### Requirement
This exercise asks for every line of the material that includes the word "parser".

### Source material
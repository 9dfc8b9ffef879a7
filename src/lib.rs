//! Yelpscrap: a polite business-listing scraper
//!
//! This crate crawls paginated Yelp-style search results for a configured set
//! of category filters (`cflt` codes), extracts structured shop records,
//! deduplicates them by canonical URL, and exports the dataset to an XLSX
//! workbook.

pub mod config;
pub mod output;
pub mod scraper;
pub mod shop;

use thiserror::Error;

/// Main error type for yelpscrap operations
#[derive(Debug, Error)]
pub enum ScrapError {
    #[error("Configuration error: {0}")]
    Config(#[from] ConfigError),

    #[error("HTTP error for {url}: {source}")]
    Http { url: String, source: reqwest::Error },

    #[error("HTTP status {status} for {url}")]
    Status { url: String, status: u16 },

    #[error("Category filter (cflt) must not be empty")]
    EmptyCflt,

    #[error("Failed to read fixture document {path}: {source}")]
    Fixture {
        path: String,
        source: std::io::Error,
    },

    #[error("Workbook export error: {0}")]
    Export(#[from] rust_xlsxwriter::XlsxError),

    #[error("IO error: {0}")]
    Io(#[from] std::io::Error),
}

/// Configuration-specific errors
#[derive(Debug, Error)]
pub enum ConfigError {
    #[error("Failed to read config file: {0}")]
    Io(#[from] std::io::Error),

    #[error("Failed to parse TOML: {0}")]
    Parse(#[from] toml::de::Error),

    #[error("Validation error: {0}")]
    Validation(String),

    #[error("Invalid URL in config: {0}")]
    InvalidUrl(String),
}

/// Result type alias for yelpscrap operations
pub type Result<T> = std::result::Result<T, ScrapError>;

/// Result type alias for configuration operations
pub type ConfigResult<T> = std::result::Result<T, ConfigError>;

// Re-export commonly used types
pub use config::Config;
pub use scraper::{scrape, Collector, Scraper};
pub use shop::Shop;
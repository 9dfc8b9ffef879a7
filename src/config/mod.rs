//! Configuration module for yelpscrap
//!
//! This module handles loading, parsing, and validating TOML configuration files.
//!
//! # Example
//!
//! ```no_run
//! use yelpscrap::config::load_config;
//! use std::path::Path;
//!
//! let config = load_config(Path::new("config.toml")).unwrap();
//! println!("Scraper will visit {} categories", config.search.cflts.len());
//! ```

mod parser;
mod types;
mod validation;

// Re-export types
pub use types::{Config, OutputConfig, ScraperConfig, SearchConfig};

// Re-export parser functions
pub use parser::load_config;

### Result
mod parser;
// Re-export parser functions
pub use parser::load_config;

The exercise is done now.